What you will do: After reading the data below, copy out every line that contains the word "FlowRequest".

Dataset entries:

+-------+

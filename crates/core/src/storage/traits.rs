use async_trait::async_trait;
use chrono::NaiveDateTime;
use uuid::Uuid;

use crate::school::{
    Address, AttendanceRecord, DisciplinaryAction, HealthSafetyRecord, Student, StudentBehavior,
    Term, User, UserCredentials,
};

use super::{ListQuery, Page, Result, UserCascade};

/// Repository for user accounts.
#[async_trait]
pub trait UserRepository: Send + Sync {
    /// Gets a user by their ID.
    async fn get_user(&self, id: Uuid) -> Result<Option<User>>;

    /// Gets a user and password hash by username or email.
    async fn get_user_credentials(&self, identifier: &str) -> Result<Option<UserCredentials>>;

    /// Creates a new user. Username and email must be unique.
    async fn create_user(&self, user: &User, password_hash: &str) -> Result<()>;

    /// Deletes a user and every record it owns.
    ///
    /// Fails with `Referenced` while the user is still the recorder of
    /// someone else's attendance or the reporter of a behavior.
    async fn delete_user(&self, id: Uuid) -> Result<UserCascade>;
}

/// Repository for student profiles.
#[async_trait]
pub trait StudentRepository: Send + Sync {
    async fn get_student(&self, id: Uuid) -> Result<Option<Student>>;

    async fn get_student_by_user(&self, user_id: Uuid) -> Result<Option<Student>>;

    /// Creates the STUDENT account and its profile in one transaction.
    async fn create_student_account(
        &self,
        user: &User,
        password_hash: &str,
        student: &Student,
    ) -> Result<()>;
}

/// Repository for attendance records.
#[async_trait]
pub trait AttendanceRepository: Send + Sync {
    async fn get_attendance(&self, id: Uuid) -> Result<Option<AttendanceRecord>>;

    /// Lists a user's attendance, newest first.
    async fn list_attendance(
        &self,
        user_id: Uuid,
        query: &ListQuery,
    ) -> Result<Page<AttendanceRecord>>;

    /// Finds a user's record dated within `[start, end)`.
    async fn find_attendance_in_window(
        &self,
        user_id: Uuid,
        start: NaiveDateTime,
        end: NaiveDateTime,
    ) -> Result<Option<AttendanceRecord>>;

    /// Creates a record. A second record on the same day is `AlreadyExists`.
    async fn create_attendance(&self, record: &AttendanceRecord) -> Result<()>;

    async fn update_attendance(&self, record: &AttendanceRecord) -> Result<()>;

    async fn delete_attendance(&self, record: &AttendanceRecord) -> Result<()>;
}

/// Repository for health-and-safety records.
#[async_trait]
pub trait HealthSafetyRepository: Send + Sync {
    async fn get_health_safety(&self, id: Uuid) -> Result<Option<HealthSafetyRecord>>;

    async fn list_health_safety(
        &self,
        user_id: Uuid,
        query: &ListQuery,
    ) -> Result<Page<HealthSafetyRecord>>;

    async fn create_health_safety(&self, record: &HealthSafetyRecord) -> Result<()>;

    async fn update_health_safety(&self, record: &HealthSafetyRecord) -> Result<()>;

    async fn delete_health_safety(&self, record: &HealthSafetyRecord) -> Result<()>;
}

/// Repository for disciplinary actions.
#[async_trait]
pub trait DisciplinaryActionRepository: Send + Sync {
    async fn get_disciplinary_action(&self, id: Uuid) -> Result<Option<DisciplinaryAction>>;

    async fn list_disciplinary_actions(
        &self,
        student_id: Uuid,
        query: &ListQuery,
    ) -> Result<Page<DisciplinaryAction>>;

    /// Every action raised in response to a behavior.
    async fn list_actions_by_behavior(&self, behavior_id: Uuid) -> Result<Vec<DisciplinaryAction>>;

    async fn create_disciplinary_action(&self, action: &DisciplinaryAction) -> Result<()>;

    async fn update_disciplinary_action(&self, action: &DisciplinaryAction) -> Result<()>;

    async fn delete_disciplinary_action(&self, action: &DisciplinaryAction) -> Result<()>;

    /// Deletes a batch of actions by id in one statement.
    async fn delete_disciplinary_actions(&self, actions: &[DisciplinaryAction]) -> Result<()>;
}

/// Repository for student behavior records.
#[async_trait]
pub trait StudentBehaviorRepository: Send + Sync {
    async fn get_student_behavior(&self, id: Uuid) -> Result<Option<StudentBehavior>>;

    async fn list_student_behaviors(
        &self,
        student_id: Uuid,
        query: &ListQuery,
    ) -> Result<Page<StudentBehavior>>;

    async fn create_student_behavior(&self, behavior: &StudentBehavior) -> Result<()>;

    async fn update_student_behavior(&self, behavior: &StudentBehavior) -> Result<()>;

    /// Deletes the behavior row only. Fails with `Referenced` while actions
    /// still point at it.
    async fn delete_student_behavior(&self, behavior: &StudentBehavior) -> Result<()>;
}

/// Repository for academic terms.
#[async_trait]
pub trait TermRepository: Send + Sync {
    async fn get_term(&self, id: Uuid) -> Result<Option<Term>>;

    /// Lists terms ordered by start date.
    async fn list_terms(&self, query: &ListQuery) -> Result<Page<Term>>;

    async fn create_term(&self, term: &Term) -> Result<()>;

    async fn update_term(&self, term: &Term) -> Result<()>;

    async fn delete_term(&self, term: &Term) -> Result<()>;
}

/// Repository for postal addresses.
#[async_trait]
pub trait AddressRepository: Send + Sync {
    async fn get_address(&self, id: Uuid) -> Result<Option<Address>>;

    async fn list_addresses(&self, user_id: Uuid, query: &ListQuery) -> Result<Page<Address>>;

    async fn create_address(&self, address: &Address) -> Result<()>;

    async fn update_address(&self, address: &Address) -> Result<()>;

    async fn delete_address(&self, address: &Address) -> Result<()>;
}
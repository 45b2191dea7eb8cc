//! Point-in-radius check for on-site clock-ins.

use serde::{Deserialize, Serialize};

use super::ValidationError;

/// Mean Earth radius used by the haversine formula.
pub const EARTH_RADIUS_METERS: f64 = 6_371_000.0;

/// Default permitted distance from the reference point.
pub const DEFAULT_RADIUS_METERS: f64 = 100.0;

/// A WGS84 coordinate in decimal degrees.
#[derive(Debug, Clone, Copy, PartialEq, Serialize, Deserialize)]
pub struct GeoPoint {
    pub latitude: f64,
    pub longitude: f64,
}

impl GeoPoint {
    pub fn new(latitude: f64, longitude: f64) -> Self {
        Self {
            latitude,
            longitude,
        }
    }
}

/// Great-circle distance between two points, in meters.
pub fn haversine_distance(a: GeoPoint, b: GeoPoint) -> f64 {
    let lat1 = a.latitude.to_radians();
    let lat2 = b.latitude.to_radians();
    let d_lat = (b.latitude - a.latitude).to_radians();
    let d_lon = (b.longitude - a.longitude).to_radians();

    let h = (d_lat / 2.0).sin().powi(2) + lat1.cos() * lat2.cos() * (d_lon / 2.0).sin().powi(2);
    2.0 * EARTH_RADIUS_METERS * h.sqrt().min(1.0).asin()
}

/// Circular area around a reference point.
#[derive(Debug, Clone, Copy, PartialEq, Serialize, Deserialize)]
pub struct Geofence {
    pub center: GeoPoint,
    pub radius_meters: f64,
}

impl Geofence {
    pub fn new(center: GeoPoint, radius_meters: f64) -> Self {
        Self {
            center,
            radius_meters,
        }
    }

    /// Returns true if `point` lies within the radius (boundary included).
    pub fn contains(&self, point: GeoPoint) -> bool {
        haversine_distance(self.center, point) <= self.radius_meters
    }

    /// Checks optional request coordinates against the fence.
    ///
    /// # Errors
    ///
    /// Fails when either coordinate is missing or the point lies outside.
    pub fn check(&self, latitude: Option<f64>, longitude: Option<f64>) -> Result<(), ValidationError> {
        let (Some(latitude), Some(longitude)) = (latitude, longitude) else {
            return Err(ValidationError::field(
                "latitude",
                "latitude and longitude are required to clock in on site",
            ));
        };

        let point = GeoPoint::new(latitude, longitude);
        if self.contains(point) {
            Ok(())
        } else {
            Err(ValidationError::field(
                "latitude",
                format!(
                    "location is {:.0} m from school, outside the permitted {:.0} m",
                    haversine_distance(self.center, point),
                    self.radius_meters
                ),
            ))
        }
    }
}

impl Default for Geofence {
    fn default() -> Self {
        Self::new(GeoPoint::new(0.0, 0.0), DEFAULT_RADIUS_METERS)
    }
}
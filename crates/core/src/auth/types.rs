use chrono::{DateTime, Duration, Utc};
use serde::{Deserialize, Serialize};
use uuid::Uuid;

use super::{calculate_expiry, generate_session_id, is_session_expired, SESSION_ID_LEN};

/// Opaque session identifier carried in the session cookie.
#[derive(Debug, Clone, PartialEq, Eq, Hash, Serialize, Deserialize)]
pub struct SessionId(String);

impl SessionId {
    pub fn new(id: String) -> Self {
        Self(id)
    }

    /// Accepts a cookie value only if it has the shape of a generated id.
    ///
    /// Anything else cannot name a stored session, so callers can skip the
    /// lookup.
    pub fn parse(value: &str) -> Option<Self> {
        (value.len() == SESSION_ID_LEN && value.chars().all(|c| c.is_ascii_alphanumeric()))
            .then(|| Self(value.to_string()))
    }

    pub fn as_str(&self) -> &str {
        &self.0
    }
}

impl std::fmt::Display for SessionId {
    fn fmt(&self, f: &mut std::fmt::Formatter<'_>) -> std::fmt::Result {
        write!(f, "{}", self.0)
    }
}

/// A logged-in user's cookie session.
#[derive(Debug, Clone, PartialEq, Eq, Serialize, Deserialize)]
#[serde(rename_all = "camelCase")]
pub struct Session {
    pub id: SessionId,
    pub user_id: Uuid,
    pub created_at: DateTime<Utc>,
    pub expires_at: DateTime<Utc>,
}

impl Session {
    /// Opens a fresh session for `user_id` lasting `ttl` from `now`.
    pub fn open(user_id: Uuid, now: DateTime<Utc>, ttl: Duration) -> Self {
        Self {
            id: generate_session_id(),
            user_id,
            created_at: now,
            expires_at: calculate_expiry(now, ttl),
        }
    }

    pub fn is_expired(&self, now: DateTime<Utc>) -> bool {
        is_session_expired(self, now)
    }
}

#[cfg(test)]
mod tests {
    use super::*;

    #[test]
    fn test_open_sets_expiry() {
        let now = Utc::now();
        let session = Session::open(Uuid::new_v4(), now, Duration::days(7));

        assert_eq!(session.expires_at, now + Duration::days(7));
        assert!(!session.is_expired(now));
        assert!(session.is_expired(now + Duration::days(7)));
    }

    #[test]
    fn test_parse_rejects_foreign_values() {
        let generated = generate_session_id();
        assert_eq!(SessionId::parse(generated.as_str()), Some(generated));

        assert_eq!(SessionId::parse(""), None);
        assert_eq!(SessionId::parse("short"), None);
        assert_eq!(SessionId::parse(&"a".repeat(SESSION_ID_LEN - 1)), None);
        assert_eq!(SessionId::parse(&format!("{}!", "a".repeat(SESSION_ID_LEN - 1))), None);
    }
}
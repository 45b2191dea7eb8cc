//! Liveness probe.

use axum::http::StatusCode;

/// GET /health/livez - Returns 200 as soon as the server accepts connections.
#[axum::debug_handler]
pub async fn livez() -> StatusCode {
    StatusCode::OK
}
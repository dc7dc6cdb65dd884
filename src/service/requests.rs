use log::{debug, info, warn};

use super::VaultService;
use crate::flows::{capture, feed, hatch, sale, FlowAction, FlowError, FlowRequest, FlowResponse};
use crate::logutil::preview_ids;
use crate::profile::{InventoryField, PlayerId};
use crate::store::KeyValueStore;

impl<S: KeyValueStore> VaultService<S> {
    /// Run a flow and build the reply. The request token is always echoed.
    pub fn handle_request(&mut self, player: PlayerId, request: FlowRequest) -> FlowResponse {
        let token = request.request_token.clone();
        let name = request.action.name();
        match self.run_flow(player, request.action) {
            Ok(mut response) => {
                info!("{} for {}: {}", name, player, response.message);
                response.request_token = token;
                response
            }
            Err(e) => {
                info!("{} for {} rejected: {}", name, player, e);
                FlowResponse::failure(&e, token)
            }
        }
    }

    fn run_flow(&mut self, player: PlayerId, action: FlowAction) -> Result<FlowResponse, FlowError> {
        if !self.is_active(player) {
            return Err(FlowError::NoSession);
        }
        let now = self.clock.now();
        let world = self.worlds.get_mut(&player).ok_or(FlowError::NoSession)?;

        match action {
            FlowAction::Hatch { egg_id } => {
                let outcome = hatch::hatch_egg(world, &egg_id, now)?;
                self.routine_save(player, "hatch");
                let species = outcome
                    .slime
                    .slime()
                    .map(|s| s.species.clone())
                    .unwrap_or_default();
                Ok(FlowResponse {
                    item_id: Some(outcome.slime.id.clone()),
                    ..FlowResponse::ok(
                        format!("Egg {} hatched into a {} slime", egg_id, species),
                        None,
                    )
                })
            }
            FlowAction::Feed { slime_id, food_id } => {
                let outcome = feed::feed_slime(world, &slime_id, &food_id)?;
                self.routine_save(player, "feed");
                Ok(FlowResponse {
                    item_id: Some(slime_id.clone()),
                    ..FlowResponse::ok(
                        format!("Slime {} is now size {:.2}", slime_id, outcome.new_size),
                        None,
                    )
                })
            }
            FlowAction::Capture { slime_id } => {
                capture::capture_slime(world, &slime_id)?;
                self.sync
                    .record_correlated_event(player, InventoryField::WorldSlimes, 1, now);
                self.routine_save(player, "capture");
                Ok(FlowResponse {
                    item_id: Some(slime_id.clone()),
                    ..FlowResponse::ok(format!("Captured slime {}", slime_id), None)
                })
            }
            FlowAction::PlaceEgg { egg_id } => {
                capture::place_egg(world, &egg_id, now)?;
                self.sync
                    .record_correlated_event(player, InventoryField::EggTools, 1, now);
                self.routine_save(player, "place egg");
                Ok(FlowResponse {
                    item_id: Some(egg_id.clone()),
                    ..FlowResponse::ok(format!("Placed egg {}", egg_id), None)
                })
            }
            FlowAction::PickUpEgg { egg_id } => {
                capture::pick_up_egg(world, &egg_id)?;
                self.sync
                    .record_correlated_event(player, InventoryField::WorldEggs, 1, now);
                self.routine_save(player, "pick up egg");
                Ok(FlowResponse {
                    item_id: Some(egg_id.clone()),
                    ..FlowResponse::ok(format!("Picked up egg {}", egg_id), None)
                })
            }
            FlowAction::Sell { faction, slime_ids } => {
                let (key, cfg) = self
                    .config
                    .economy
                    .faction(&faction)
                    .map(|(key, cfg)| (key.to_string(), cfg.clone()))
                    .ok_or_else(|| FlowError::UnknownFaction(faction.clone()))?;
                let profile = self.repo.get_or_load(player);
                let outcome = sale::sell_slimes(world, profile, &key, &cfg, &slime_ids)?;
                debug!(
                    "Sale to {} by {}: {} -> {:?}",
                    key,
                    player,
                    preview_ids(&outcome.sold, 5),
                    outcome.unit_payouts
                );
                self.repo.mark_dirty(player);
                self.sync.record_correlated_event(
                    player,
                    InventoryField::CapturedSlimes,
                    outcome.sold.len(),
                    now,
                );

                let mut message = format!(
                    "Sold {} slimes to {} for {} coins",
                    outcome.sold.len(),
                    cfg.display_name,
                    outcome.total_payout
                );
                if !self.force_full_save_now(player, "faction sale") {
                    warn!("Sale for {} applied but not yet persisted", player);
                    message.push_str(" (save pending)");
                    self.mark_changed(player, "faction sale retry");
                }
                Ok(FlowResponse {
                    total_payout: Some(outcome.total_payout),
                    sold_count: Some(outcome.sold.len() as u32),
                    standing_before: Some(outcome.standing_before),
                    standing_after: Some(outcome.standing_after),
                    coins: Some(outcome.coins_after),
                    ..FlowResponse::ok(message, None)
                })
            }
        }
    }

    fn routine_save(&mut self, player: PlayerId, reason: &str) {
        self.repo.mark_dirty(player);
        self.save_now(player, reason);
    }
}
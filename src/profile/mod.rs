//! Player profile model, load-time migration and the in-memory repository.

pub mod migration;
pub mod repository;
pub mod types;

pub use migration::{decode_profile, upgrade_profile, MigrationReport, LEGACY_ID_KEYS};
pub use repository::{ProfileRepository, SaveReceipt, StoreMode};
pub use types::*;
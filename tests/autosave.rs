use slimevault::profile::{InventoryField, PlayerId};
use slimevault::service::WorkOutcome;

mod common;
use common::*;

#[test]
fn bursts_of_changes_coalesce_into_one_save() {
    let (mut vault, store, clock) = vault();
    let player = PlayerId(600);
    vault.on_player_join(player);
    for i in 0..3 {
        let id = format!("e{}", i);
        assert!(vault
            .spawn_item(player, InventoryField::EggTools, egg(&id, None))
            .unwrap());
    }
    assert!(vault.repository().is_dirty(player));

    clock.advance_secs(4);
    assert!(vault.run_due().is_empty());
    assert!(stored_profile(&store, player).is_none());

    clock.advance_secs(1);
    assert_eq!(
        vault.run_due(),
        vec![WorkOutcome::Saved { player, version: 2 }]
    );
    assert_eq!(store.write_count(), 1);
    let stored = stored_profile(&store, player).unwrap();
    assert_eq!(stored.items(InventoryField::EggTools).len(), 3);
}

#[test]
fn periodic_sweep_skips_clean_profiles() {
    let (mut vault, store, clock) = vault();
    let quiet = PlayerId(601);
    let busy = PlayerId(602);
    vault.on_player_join(quiet);
    vault.on_player_join(busy);

    clock.advance_secs(30);
    vault.run_due();
    vault.ensure_entry_has_id(
        busy,
        InventoryField::FoodTools,
        "f1".into(),
        food("f1", 2).payload,
    )
    .unwrap();
    assert_eq!(
        vault.run_due(),
        vec![WorkOutcome::Saved { player: busy, version: 2 }]
    );

    clock.advance_secs(30);
    assert_eq!(
        vault.run_due(),
        vec![WorkOutcome::Swept { serialized: 2, saved: 0 }]
    );
    assert!(stored_profile(&store, quiet).is_none());
    assert_eq!(store.write_count(), 1);

    // The next sweep is scheduled one interval later.
    clock.advance_secs(59);
    assert!(vault.run_due().is_empty());
    clock.advance_secs(1);
    assert_eq!(vault.run_due().len(), 1);
}
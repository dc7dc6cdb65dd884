use super::FlowError;
use crate::inventory::PlayerWorld;
use crate::profile::{InventoryField, ItemId, ItemPayload};

/// Size gained each time accumulated growth reaches a full point.
pub const SIZE_PER_GROWTH: f64 = 0.25;
pub const MAX_SIZE: f64 = 5.0;

#[derive(Debug, Clone, PartialEq)]
pub struct FeedOutcome {
    pub slime_field: InventoryField,
    pub new_size: f64,
    /// Uses left on the food tool; `0` means it was consumed and removed.
    pub food_uses_left: u32,
}

pub fn feed_slime(
    world: &mut PlayerWorld,
    slime_id: &ItemId,
    food_id: &ItemId,
) -> Result<FeedOutcome, FlowError> {
    let food = world
        .get(InventoryField::FoodTools, food_id)
        .ok_or_else(|| FlowError::NotFound {
            what: "food",
            id: food_id.clone(),
        })?;
    let potency = match &food.payload {
        ItemPayload::Food(data) => data.effective_potency(),
        _ => {
            return Err(FlowError::WrongKind {
                field: InventoryField::FoodTools,
                id: food_id.clone(),
            })
        }
    };
    let slime_field = [InventoryField::WorldSlimes, InventoryField::CapturedSlimes]
        .into_iter()
        .find(|field| world.contains(*field, slime_id))
        .ok_or_else(|| FlowError::NotFound {
            what: "slime",
            id: slime_id.clone(),
        })?;

    let slime = world
        .get_mut(slime_field, slime_id)
        .and_then(|item| item.slime_mut())
        .ok_or_else(|| FlowError::WrongKind {
            field: slime_field,
            id: slime_id.clone(),
        })?;
    let growth = slime.growth + potency;
    let growth = if growth.is_finite() { growth.max(0.0) } else { 0.0 };
    let steps = growth.floor();
    slime.growth = growth - steps;
    if steps > 0.0 {
        slime.size = (slime.size + steps * SIZE_PER_GROWTH).min(MAX_SIZE);
    }
    slime.fed_count = slime.fed_count.saturating_add(1);
    let new_size = slime.size;

    let food_uses_left = match world
        .get_mut(InventoryField::FoodTools, food_id)
        .and_then(|item| item.food_mut())
    {
        Some(food) => {
            food.uses_left = food.uses_left.saturating_sub(1);
            food.uses_left
        }
        None => 0,
    };
    if food_uses_left == 0 {
        world.take(InventoryField::FoodTools, food_id);
    }

    Ok(FeedOutcome {
        slime_field,
        new_size,
        food_uses_left,
    })
}

#[cfg(test)]
mod tests {
    use super::*;
    use crate::profile::{FoodData, Item, Rgb, SlimeData};

    fn setup(uses: u32, potency: f64) -> PlayerWorld {
        let mut world = PlayerWorld::new();
        world.spawn(
            InventoryField::FoodTools,
            Item::new(
                "f1",
                ItemPayload::Food(FoodData {
                    food_type: "berry".into(),
                    potency,
                    uses_left: uses,
                }),
            ),
        );
        world.spawn(
            InventoryField::CapturedSlimes,
            Item::new(
                "s1",
                ItemPayload::Slime(SlimeData {
                    species: "pink".into(),
                    color: Rgb::new(255, 120, 200),
                    size: 1.0,
                    growth: 0.5,
                    fed_count: 0,
                    value_base: 10,
                    mutation: None,
                }),
            ),
        );
        world
    }

    #[test]
    fn feeding_grows_slime_and_uses_food() {
        let mut world = setup(2, 0.75);
        let outcome = feed_slime(&mut world, &ItemId::from("s1"), &ItemId::from("f1")).unwrap();
        assert_eq!(outcome.slime_field, InventoryField::CapturedSlimes);
        assert_eq!(outcome.new_size, 1.25);
        assert_eq!(outcome.food_uses_left, 1);
        assert!(world.contains(InventoryField::FoodTools, &ItemId::from("f1")));
    }

    #[test]
    fn last_use_removes_food_tool() {
        let mut world = setup(1, 0.1);
        let outcome = feed_slime(&mut world, &ItemId::from("s1"), &ItemId::from("f1")).unwrap();
        assert_eq!(outcome.food_uses_left, 0);
        assert_eq!(world.count(InventoryField::FoodTools), 0);
    }

    #[test]
    fn huge_potency_is_capped_and_returns_promptly() {
        let mut world = setup(3, 1e20);
        let outcome = feed_slime(&mut world, &ItemId::from("s1"), &ItemId::from("f1")).unwrap();
        // 0.5 + 10.0 growth: ten steps of 0.25 from size 1.0.
        assert_eq!(outcome.new_size, 3.5);
        let slime = world
            .get(InventoryField::CapturedSlimes, &ItemId::from("s1"))
            .and_then(|item| item.slime())
            .unwrap();
        assert!((slime.growth - 0.5).abs() < 1e-9);
        assert_eq!(slime.fed_count, 1);
    }

    #[test]
    fn non_finite_growth_is_reset() {
        let mut world = setup(1, f64::NAN);
        if let Some(slime) = world
            .get_mut(InventoryField::CapturedSlimes, &ItemId::from("s1"))
            .and_then(|item| item.slime_mut())
        {
            slime.growth = f64::INFINITY;
        }
        let outcome = feed_slime(&mut world, &ItemId::from("s1"), &ItemId::from("f1")).unwrap();
        assert_eq!(outcome.new_size, 1.0);
    }

    #[test]
    fn missing_slime_leaves_food_untouched() {
        let mut world = setup(1, 0.1);
        let err = feed_slime(&mut world, &ItemId::from("ghost"), &ItemId::from("f1")).unwrap_err();
        assert!(matches!(err, FlowError::NotFound { what: "slime", .. }));
        assert_eq!(world.count(InventoryField::FoodTools), 1);
    }
}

+-------+

Task output:
use crate::flows::{capture, feed, hatch, sale, FlowAction, FlowError, FlowRequest, FlowResponse};
    pub fn handle_request(&mut self, player: PlayerId, request: FlowRequest) -> FlowResponse {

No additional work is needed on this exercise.